Aptech Africa, the company behind the installation, commissioned and designed the five hybrid solar systems and twenty-three standalone streetlights. According to the company’s website, each of the systems is roof mounted with 14.25kWp of solar panels and 50kWh of lithium-ion batteries totalling to 71.25kWp and 250kWh.
“All the systems are hybrid integrated with the main grid. Deye inverter technology was used, a hybrid inverter that has two AC inputs and outputs also allowing an additional power source like generators to be connected whenever required.

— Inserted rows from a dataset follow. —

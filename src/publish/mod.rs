//! Publication of stored assets to the target wiki repository.
//!
//! The publisher never touches the origin source: content type and hash come
//! from the stored object's metadata, and the payload is materialized from the
//! object store only after the duplicate-by-hash check says the upload will
//! actually happen.

mod error;
pub mod title;
pub mod wikitext;

pub use error::{PublishError, UploadFailureKind, classify_upload_failure};

use tracing::{debug, info, instrument};

use crate::ingest::sniff;
use crate::record::Record;
use crate::store::{MediaStore, paths};
use crate::wiki::{UploadRequest, WikiRepository};

/// Edit summary attached to every upload.
const UPLOAD_COMMENT: &str = "Uploaded media from a digital-library partner batch";

/// Why an asset was skipped without attempting an upload.
#[derive(Debug, Clone, Copy, PartialEq, Eq)]
pub enum SkipReason {
    /// No stored object exists at the asset's destination path.
    NotStored,
    /// The stored content type is on the invalid list.
    InvalidType,
    /// The stored object is empty.
    EmptyPayload,
    /// The stored object carries no hash metadata (incomplete prior ingest).
    MissingHash,
    /// No file extension could be derived from the content type.
    NoExtension,
}

impl SkipReason {
    /// Human-readable label for logs and the run summary.
    #[must_use]
    pub fn label(self) -> &'static str {
        match self {
            Self::NotStored => "asset was never stored",
            Self::InvalidType => "stored content type is not publishable",
            Self::EmptyPayload => "stored object is empty",
            Self::MissingHash => "stored object has no hash metadata",
            Self::NoExtension => "no extension derivable from content type",
        }
    }
}

/// Terminal outcome of one publish attempt.
#[derive(Debug, Clone, PartialEq, Eq)]
pub enum PublishOutcome {
    /// The asset was uploaded under the given title.
    Published {
        /// The page title created.
        title: String,
    },
    /// The repository already holds these bytes; nothing uploaded.
    Duplicate {
        /// The existing page title.
        existing: String,
    },
    /// Policy skip; the asset was not publishable.
    Skipped {
        /// The reason for the skip.
        reason: SkipReason,
    },
    /// Dry run: all checks passed, the upload was withheld.
    DryRun {
        /// The title that would have been created.
        title: String,
    },
}

/// Publishes stored assets for one partner.
pub struct Publisher<'a> {
    store: &'a MediaStore,
    wiki: &'a dyn WikiRepository,
    partner: &'a str,
}

impl std::fmt::Debug for Publisher<'_> {
    fn fmt(&self, f: &mut std::fmt::Formatter<'_>) -> std::fmt::Result {
        f.debug_struct("Publisher")
            .field("partner", &self.partner)
            .finish_non_exhaustive()
    }
}

impl<'a> Publisher<'a> {
    /// Creates a publisher bound to one worker's clients.
    #[must_use]
    pub fn new(store: &'a MediaStore, wiki: &'a dyn WikiRepository, partner: &'a str) -> Self {
        Self { store, wiki, partner }
    }

    /// Publishes one stored asset.
    ///
    /// `total_assets` controls whether the title carries a page-ordinal
    /// suffix (only multi-asset records get one).
    ///
    /// # Errors
    ///
    /// Returns [`PublishError`] for store failures and upload rejections;
    /// callers classify the latter via [`classify_upload_failure`].
    #[instrument(skip(self, record), fields(record_id = %record.id, ordinal))]
    pub async fn publish(
        &self,
        record: &Record,
        ordinal: usize,
        total_assets: usize,
        dry_run: bool,
    ) -> Result<PublishOutcome, PublishError> {
        let path = paths::asset_path(self.partner, &record.id, ordinal);

        // Metadata comes from the store, never from re-downloading the bytes.
        let Some(meta) = self.store.head_metadata(&path).await? else {
            return Ok(PublishOutcome::Skipped {
                reason: SkipReason::NotStored,
            });
        };

        let Some(content_type) = meta.content_type.as_deref() else {
            return Ok(PublishOutcome::Skipped {
                reason: SkipReason::InvalidType,
            });
        };
        if sniff::is_invalid_media_type(content_type) {
            return Ok(PublishOutcome::Skipped {
                reason: SkipReason::InvalidType,
            });
        }
        if meta.size_bytes == 0 {
            return Ok(PublishOutcome::Skipped {
                reason: SkipReason::EmptyPayload,
            });
        }
        let Some(sha1_hex) = meta.sha1.as_deref() else {
            return Ok(PublishOutcome::Skipped {
                reason: SkipReason::MissingHash,
            });
        };

        let Some(extension) = title::extension_for(content_type) else {
            return Ok(PublishOutcome::Skipped {
                reason: SkipReason::NoExtension,
            });
        };

        let page = (total_assets > 1).then_some(ordinal);
        let page_title = title::page_title(record.title.as_deref(), &record.id, page, extension);

        // Primary defense against re-publishing: if the repository already
        // holds these bytes, never invoke the upload.
        if let Some(existing) = self.wiki.find_by_sha1(sha1_hex).await? {
            info!(existing = %existing, "content hash already present at target");
            return Ok(PublishOutcome::Duplicate { existing });
        }

        if dry_run {
            debug!(title = %page_title, "dry run, withholding upload");
            return Ok(PublishOutcome::DryRun { title: page_title });
        }

        let bytes = self.store.get_bytes(&path).await?;
        let description = wikitext::description_document(record);

        self.wiki
            .upload(&UploadRequest {
                title: &page_title,
                bytes: &bytes,
                description: &description,
                comment: UPLOAD_COMMENT,
            })
            .await?;

        info!(title = %page_title, "asset published");
        Ok(PublishOutcome::Published { title: page_title })
    }
}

“Each system has two inverters that meet and exceed the load available, the inverter has inbuilt MPPT and hence no need for a charge controller. The inverter is programmable to communicate with battery which is lithium-ion type and has a display to give the entire system overview,” said Aptech Africa.
This means Owino market is now operating on an uninterrupted electricity supply which will ease the problem of security that has plagued both the traders and buyers.
As Andrew further explains, the lighting initiative has an array of benefits for vendors like himself and their customers.
“Buyers who would in the past fear to buy fake merchandise because they could not see in the night-time can now see. The lights are helping me and others work for extended hours because the lights are there,” he explains.
“People are enjoying themselves now, people are happy, you can see now, there is no darkness, even the thieves who used to steal have vanished because with the lights, everyone can see,” Andrew concluded.
For vendors like Andrew, the working hours will increase and they no longer have to worry about power bills for lighting. The traders’ income is expected to increase hence their livelihoods.
In addition to lighting up Owino market, KCCA is also tasked with the overall sanitation and hygiene of the market. With the 24-hour lighting, cleaning can be done even at night, ensuring the cleanliness of the market and safeguarding the health of the people in the market.